## Stored data
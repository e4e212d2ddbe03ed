use common::error::KlResult;
use sqlx::PgPool;

use crate::{
    data::user::{Credentials, User},
    password::{make_password, DEFAULT_ITERATIONS},
    service::users::{authenticate, UserService},
};

/// User row including the stored password hash
#[derive(sqlx::FromRow)]
struct UserRecord {
    id: i64,
    username: String,
    password: String,
}

/// Postgresql implementation of [UserService]
#[derive(Clone)]
pub struct PgUserService {
    /// Postgres database connection pool used by this service
    pool: PgPool,
}

impl PgUserService {
    pub fn new(pool: &PgPool) -> Self {
        Self { pool: pool.clone() }
    }

    /// Create the user `username` or, if the user already exists, replace their password
    /// # Errors
    /// This function will return an error if the database upsert fails
    pub async fn upsert_user(
        &self,
        username: &str,
        password: &str,
        iterations: u32,
    ) -> KlResult<User> {
        let user = sqlx::query_as(
            r#"
            insert into klinika.users(username, password)
            values($1, $2)
            on conflict (username) do update set password = excluded.password
            returning id, username"#,
        )
        .bind(username)
        .bind(make_password(password, iterations))
        .fetch_one(&self.pool)
        .await?;
        Ok(user)
    }
}

#[async_trait::async_trait]
impl UserService for PgUserService {
    async fn validate_user(&self, credentials: &Credentials) -> KlResult<User> {
        let record: Option<UserRecord> = sqlx::query_as(
            r#"
            select u.id, u.username, u.password
            from klinika.users u
            where u.username = $1"#,
        )
        .bind(&credentials.username)
        .fetch_optional(&self.pool)
        .await?;
        let stored = record.map(|record| (User::new(record.id, record.username), record.password));
        authenticate(credentials, stored, DEFAULT_ITERATIONS).await
    }
}

#[cfg(test)]
mod test {
    use common::error::{KlError, KlResult};
    use rstest::rstest;
    use sqlx::PgPool;

    use super::PgUserService;
    use crate::{
        data::user::Credentials,
        service::{postgres::test::database, users::UserService},
    };

    /// Cleanup function for users that are created during tests
    async fn cleanup_user(username: &str, pool: &PgPool) -> KlResult<()> {
        sqlx::query("delete from klinika.users where username = $1")
            .bind(username)
            .execute(pool)
            .await?;
        Ok(())
    }

    #[rstest]
    #[ignore = "requires the klinika test database"]
    #[tokio::test]
    async fn validate_user_should_succeed_when_password_matches(database: PgPool) -> KlResult<()> {
        let service = PgUserService::new(&database);
        let created = service.upsert_user("pg-tester", "safe-pass-123", 1_000).await?;

        let action = service
            .validate_user(&Credentials::new("pg-tester", "safe-pass-123"))
            .await;
        let rejected = service
            .validate_user(&Credentials::new("pg-tester", "wrong-pass"))
            .await;
        cleanup_user("pg-tester", &database).await?;

        assert_eq!(action?, created);
        assert!(matches!(rejected, Err(KlError::InvalidCredentials)));
        Ok(())
    }
}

## Task brief
The line containing "assert_eq!(action?, created);" marks where to begin; copy it and every later line exactly, through the end of the data.

## Result of this task
        assert_eq!(action?, created);
        assert!(matches!(rejected, Err(KlError::InvalidCredentials)));
        Ok(())
    }
}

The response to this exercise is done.